The highest overall grades, both B’s, went to Merck and Tibotec. Merck produces Isentress (raltegravir) and Crixivan (indinavir sulfate); Tibotec makes Intelence (etravirine) and Prezista (darunavir). The lowest overall grade, an F, was given to Abbott Laboratories, maker of Kaletra (lopinavir/ritonavir) and Norvir (ritonavir).

In the past week, several major pharmaceutical companies have felt increased pressure from AIDS groups to make their HIV/AIDS drugs more affordable.

On September 3, AIDS Healthcare Foundation (AHF) charged Merck with “criminal” pricing of Isentress. The integrase inhibitor was recently cleared as an option for HIV patients who are starting an antiretroviral regimen for the first time. The move makes Isentress the most expensive first-line anti-HIV drug, at $12,864 per patient per year.

“Cash-strapped [Alcohol and Drug Awareness Programs] and Medicaid programs will go bankrupt if these government programs — and the taxpayers who fund them — are forced to continue subsidizing the cost of new medicines like Isentress that are priced unjustifiably high,” said AHF President Michael Weinstein in a press release.

AHF will send postcards to residents of Whitehouse Station, New Jersey, home to Merck headquarters, to raise awareness of Isentress costs. The postcards feature Merck CEO Richard Clark beneath the words, “WANTED: Criminal AIDS Drug Pricing.”

In the United Kingdom, the Guardian reports that GlaxoSmithKline (GSK) has met pressure to pool its HIV drug patents, which would allow inexpensive copies of its drugs to be manufactured in the developing world. On Sunday, fifteen leading organizations, including Doctors Without Borders and UNICEF, sent a letter to GSK CEO Andrew Witty urging him to lift legal restraints that allow the company exclusive manufacturing rights for 20 years.
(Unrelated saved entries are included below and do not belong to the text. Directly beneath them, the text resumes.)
//! Google Drive API connector implementation
//!
//! Implements the `MediaSource` trait for Google Drive API v3.

use async_trait::async_trait;
use bridge_traits::error::Result;
use bridge_traits::http::{HttpClient, HttpMethod, HttpRequest, HttpResponse};
use bridge_traits::storage::{DownloadChunk, ListQuery, MediaSource, RemoteFile};
use std::sync::Arc;
use tracing::{debug, info, instrument, warn};

use crate::error::GoogleDriveError;
use crate::types::{ContentRange, FilesListResponse};

/// Google Drive API base URL
const DRIVE_API_BASE: &str = "https://www.googleapis.com/drive/v3";

/// Fields requested for each listing page
const LIST_FIELDS: &str = "nextPageToken, files(id, name, mimeType, size)";

/// Google Drive API connector
///
/// # Features
///
/// - Paginated file listing with a caller-supplied `q` filter
/// - Ranged downloads that report the total content size
///
/// # Example
///
/// ```ignore
/// use provider_google_drive::GoogleDriveConnector;
/// use bridge_traits::storage::{ListQuery, MediaSource};
///
/// let connector = GoogleDriveConnector::new(http_client);
/// let query = ListQuery { filter: "mimeType contains 'image/'".into(), page_size: 100 };
/// let (files, next_page) = connector.list_page(&access_token, &query, None).await?;
/// ```
pub struct GoogleDriveConnector {
    /// HTTP client for API requests
    http_client: Arc<dyn HttpClient>,
    base_url: String,
}

impl GoogleDriveConnector {
    /// Create a new Google Drive connector
    pub fn new(http_client: Arc<dyn HttpClient>) -> Self {
        Self::with_base_url(http_client, DRIVE_API_BASE)
    }

    /// Create a connector against a different API root
    pub fn with_base_url(http_client: Arc<dyn HttpClient>, base_url: impl Into<String>) -> Self {
        Self {
            http_client,
            base_url: base_url.into().trim_end_matches('/').to_string(),
        }
    }

    fn list_url(&self, query: &ListQuery, page_token: Option<&str>) -> String {
        let mut url = format!(
            "{}/files?q={}&pageSize={}&fields={}",
            self.base_url,
            urlencoding::encode(&query.filter),
            query.page_size,
            urlencoding::encode(LIST_FIELDS)
        );

        if let Some(page_token) = page_token {
            url.push_str(&format!("&pageToken={}", urlencoding::encode(page_token)));
        }

        url
    }

    fn media_url(&self, file_id: &str) -> String {
        format!(
            "{}/files/{}?alt=media",
            self.base_url,
            urlencoding::encode(file_id)
        )
    }

    fn api_error(response: &HttpResponse) -> GoogleDriveError {
        GoogleDriveError::ApiError {
            status_code: response.status,
            message: String::from_utf8_lossy(&response.body).to_string(),
        }
    }

    fn content_range(response: &HttpResponse) -> std::result::Result<ContentRange, GoogleDriveError> {
        let header = response.header("Content-Range").ok_or_else(|| {
            GoogleDriveError::InvalidContentRange("header missing".to_string())
        })?;

        ContentRange::parse(header)
            .ok_or_else(|| GoogleDriveError::InvalidContentRange(header.to_string()))
    }
}

#[async_trait]
impl MediaSource for GoogleDriveConnector {
    #[instrument(skip(self, access_token, query), fields(page_size = query.page_size))]
    async fn list_page(
        &self,
        access_token: &str,
        query: &ListQuery,
        page_token: Option<String>,
    ) -> Result<(Vec<RemoteFile>, Option<String>)> {
        let request = HttpRequest::new(HttpMethod::Get, self.list_url(query, page_token.as_deref()))
            .bearer_token(access_token)
            .header("Accept", "application/json");

        let response = self.http_client.execute(request).await?;

        if !response.is_success() {
            warn!(status = response.status, "Listing request failed");
            return Err(Self::api_error(&response).into());
        }

        let list_response: FilesListResponse =
            serde_json::from_slice(&response.body).map_err(|e| {
                GoogleDriveError::ParseError(format!("Failed to parse files list response: {}", e))
            })?;

        let files: Vec<RemoteFile> = list_response
            .files
            .into_iter()
            .map(RemoteFile::from)
            .collect();

        debug!(
            count = files.len(),
            has_more = list_response.next_page_token.is_some(),
            "Listed page from Google Drive"
        );

        Ok((files, list_response.next_page_token))
    }

    #[instrument(skip(self, access_token), fields(file_id = %file_id))]
    async fn download_chunk(
        &self,
        access_token: &str,
        file_id: &str,
        offset: u64,
        length: u64,
    ) -> Result<DownloadChunk> {
        let last_byte = offset + length.max(1) - 1;

        let request = HttpRequest::new(HttpMethod::Get, self.media_url(file_id))
            .bearer_token(access_token)
            .header("Range", format!("bytes={}-{}", offset, last_byte));

        let response = self.http_client.execute(request).await?;

        match response.status {
            206 => {
                let range = Self::content_range(&response)?;
                debug!(
                    received = response.body.len(),
                    total = ?range.total,
                    "Downloaded partial content"
                );
                Ok(DownloadChunk {
                    data: response.body,
                    total_size: range.total,
                })
            }
            // Range ignored: the body is the whole file
            200 if offset == 0 => {
                let total = response.body.len() as u64;
                info!(total, "Server returned full content for ranged request");
                Ok(DownloadChunk {
                    data: response.body,
                    total_size: Some(total),
                })
            }
            200 => {
                warn!(offset, "Server ignored Range on a continuation request");
                Err(GoogleDriveError::RangeIgnored { offset }.into())
            }
            416 => {
                // Zero-byte files answer any range with 416 and `bytes */0`
                let range = Self::content_range(&response)?;
                match range.total {
                    Some(total) if total <= offset => Ok(DownloadChunk {
                        data: bytes::Bytes::new(),
                        total_size: Some(total),
                    }),
                    _ => Err(Self::api_error(&response).into()),
                }
            }
            404 => Err(GoogleDriveError::FileNotFound {
                file_id: file_id.to_string(),
            }
            .into()),
            status => {
                warn!(status, "Download request failed");
                Err(Self::api_error(&response).into())
            }
        }
    }
}

#[cfg(test)]
mod tests {
    use super::*;
    use bridge_traits::error::BridgeError;
    use bytes::Bytes;
    use mockall::mock;
    use std::collections::HashMap;

    mock! {
        HttpClient {}

        #[async_trait]
        impl HttpClient for HttpClient {
            async fn execute(&self, request: HttpRequest) -> Result<HttpResponse>;
        }
    }

    fn query() -> ListQuery {
        ListQuery {
            filter: "mimeType contains 'image/' or mimeType contains 'video/'".to_string(),
            page_size: 100,
        }
    }

    fn response(status: u16, headers: &[(&str, &str)], body: impl Into<Bytes>) -> HttpResponse {
        HttpResponse {
            status,
            headers: headers
                .iter()
                .map(|(k, v)| (k.to_string(), v.to_string()))
                .collect::<HashMap<_, _>>(),
            body: body.into(),
        }
    }

    #[tokio::test]
    async fn test_list_page_success() {
        let mut mock_http = MockHttpClient::new();

        mock_http
            .expect_execute()
            .withf(|req| {
                req.method == HttpMethod::Get
                    && req.url.starts_with("https://www.googleapis.com/drive/v3/files?q=")
                    && req.url.contains("pageSize=100")
                    && req.url.contains("mimeType%20contains%20%27image%2F%27")
                    && req.url.contains("fields=nextPageToken%2C%20files%28id%2C%20name%2C%20mimeType%2C%20size%29")
                    && !req.url.contains("pageToken=")
                    && req.headers.get("Authorization").map(String::as_str) == Some("Bearer tok")
            })
            .times(1)
            .returning(|_| {
                Ok(response(
                    200,
                    &[],
                    r#"{
                        "files": [
                            {"id": "1", "name": "a.jpg", "mimeType": "image/jpeg", "size": "10"},
                            {"id": "2", "name": "b.mp4", "mimeType": "video/mp4"}
                        ],
                        "nextPageToken": "next_page"
                    }"#,
                ))
            });

        let connector = GoogleDriveConnector::new(Arc::new(mock_http));
        let (files, cursor) = connector.list_page("tok", &query(), None).await.unwrap();

        assert_eq!(files.len(), 2);
        assert_eq!(files[0].name, "a.jpg");
        assert_eq!(files[0].size, Some(10));
        assert_eq!(files[1].size, None);
        assert_eq!(cursor, Some("next_page".to_string()));
    }

    #[tokio::test]
    async fn test_list_page_forwards_page_token() {
        let mut mock_http = MockHttpClient::new();
        mock_http
            .expect_execute()
            .withf(|req| req.url.ends_with("&pageToken=abc%2Fdef"))
            .times(1)
            .returning(|_| Ok(response(200, &[], r#"{"files": []}"#)));

        let connector = GoogleDriveConnector::new(Arc::new(mock_http));
        let (files, cursor) = connector
            .list_page("tok", &query(), Some("abc/def".to_string()))
            .await
            .unwrap();

        assert!(files.is_empty());
        assert_eq!(cursor, None);
    }

    #[tokio::test]
    async fn test_list_page_api_error() {
        let mut mock_http = MockHttpClient::new();
        mock_http
            .expect_execute()
            .returning(|_| Ok(response(403, &[], "rateLimitExceeded")));

        let connector = GoogleDriveConnector::new(Arc::new(mock_http));
        let err = connector.list_page("tok", &query(), None).await.unwrap_err();

        assert_eq!(err.status(), Some(403));
        assert!(err.to_string().contains("rateLimitExceeded"));
    }

    #[tokio::test]
    async fn test_list_page_malformed_body() {
        let mut mock_http = MockHttpClient::new();
        mock_http
            .expect_execute()
            .returning(|_| Ok(response(200, &[], "<html>")));

        let connector = GoogleDriveConnector::new(Arc::new(mock_http));
        let err = connector.list_page("tok", &query(), None).await.unwrap_err();

        assert!(matches!(err, BridgeError::OperationFailed(_)));
    }

    #[tokio::test]
    async fn test_download_chunk_partial_content() {
        let mut mock_http = MockHttpClient::new();
        mock_http
            .expect_execute()
            .withf(|req| {
                req.url == "https://www.googleapis.com/drive/v3/files/file1?alt=media"
                    && req.headers.get("Range").map(String::as_str) == Some("bytes=4-7")
            })
            .times(1)
            .returning(|_| {
                Ok(response(
                    206,
                    &[("content-range", "bytes 4-7/10")],
                    vec![4u8, 5, 6, 7],
                ))
            });

        let connector = GoogleDriveConnector::new(Arc::new(mock_http));
        let chunk = connector.download_chunk("tok", "file1", 4, 4).await.unwrap();

        assert_eq!(&chunk.data[..], &[4, 5, 6, 7]);
        assert_eq!(chunk.total_size, Some(10));
    }

    #[tokio::test]
    async fn test_download_chunk_full_body() {
        let mut mock_http = MockHttpClient::new();
        mock_http
            .expect_execute()
            .returning(|_| Ok(response(200, &[], vec![1u8, 2, 3])));

        let connector = GoogleDriveConnector::new(Arc::new(mock_http));
        let chunk = connector.download_chunk("tok", "f", 0, 1024).await.unwrap();

        assert_eq!(chunk.data.len(), 3);
        assert_eq!(chunk.total_size, Some(3));
    }

    #[tokio::test]
    async fn test_download_chunk_full_body_past_first_chunk_is_rejected() {
        let mut mock_http = MockHttpClient::new();
        mock_http
            .expect_execute()
            .withf(|req| req.headers.get("Range").map(String::as_str) == Some("bytes=4-7"))
            .times(1)
            .returning(|_| Ok(response(200, &[], vec![0u8; 10])));

        let connector = GoogleDriveConnector::new(Arc::new(mock_http));
        let err = connector.download_chunk("tok", "f", 4, 4).await.unwrap_err();

        assert!(matches!(err, BridgeError::OperationFailed(_)));
        assert!(err.to_string().contains("offset 4"));
    }

    #[tokio::test]
    async fn test_download_chunk_empty_file() {
        let mut mock_http = MockHttpClient::new();
        mock_http
            .expect_execute()
            .returning(|_| Ok(response(416, &[("Content-Range", "bytes */0")], Bytes::new())));

        let connector = GoogleDriveConnector::new(Arc::new(mock_http));
        let chunk = connector.download_chunk("tok", "empty", 0, 1024).await.unwrap();

        assert!(chunk.data.is_empty());
        assert_eq!(chunk.total_size, Some(0));
    }

    #[tokio::test]
    async fn test_download_chunk_missing_content_range() {
        let mut mock_http = MockHttpClient::new();
        mock_http
            .expect_execute()
            .returning(|_| Ok(response(206, &[], vec![0u8; 4])));

        let connector = GoogleDriveConnector::new(Arc::new(mock_http));
        let err = connector.download_chunk("tok", "f", 0, 4).await.unwrap_err();

        assert!(err.to_string().contains("Content-Range"));
    }

    #[tokio::test]
    async fn test_download_chunk_not_found() {
        let mut mock_http = MockHttpClient::new();
        mock_http
            .expect_execute()
            .returning(|_| Ok(response(404, &[], "notFound")));

        let connector = GoogleDriveConnector::new(Arc::new(mock_http));
        let err = connector.download_chunk("tok", "gone", 0, 4).await.unwrap_err();

        assert_eq!(err.status(), Some(404));
    }

    #[tokio::test]
    async fn test_transport_error_propagates() {
        let mut mock_http = MockHttpClient::new();
        mock_http
            .expect_execute()
            .returning(|_| Err(BridgeError::OperationFailed("Connection failed".to_string())));

        let connector = GoogleDriveConnector::with_base_url(Arc::new(mock_http), "http://drive.test/");
        let err = connector.download_chunk("tok", "f", 0, 4).await.unwrap_err();

        assert!(err.to_string().contains("Connection failed"));
    }
}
In a letter to the Guardian defending its practices, Chris Strutt, a senior vice-president at GlaxoSmithKline, said that “we have not ruled out the possibility of participating in the pool, but have yet to see any real proposal that provides benefits beyond GSK’s existing approach.” GSK has developed its own patent pool and has cut prices in developing nations to 75 percent of price levels in industrialized countries, according to the article in the Guardian. GSK has also promised to reinvest 20 percent of its profits from AIDS drugs in the developing world.

Nevertheless, ATAC, which issued the drug company report card, notes that price increases of antiretrovirals have typically been at least double the rate of inflation. “People with HIV, especially those who have run out of treatment options, need new alternatives for the long run,” said  Bob Huff, a member of ATAC’s Board of Directors in a press release, “and pharmaceutical companies need to work closely with the community to help get there.”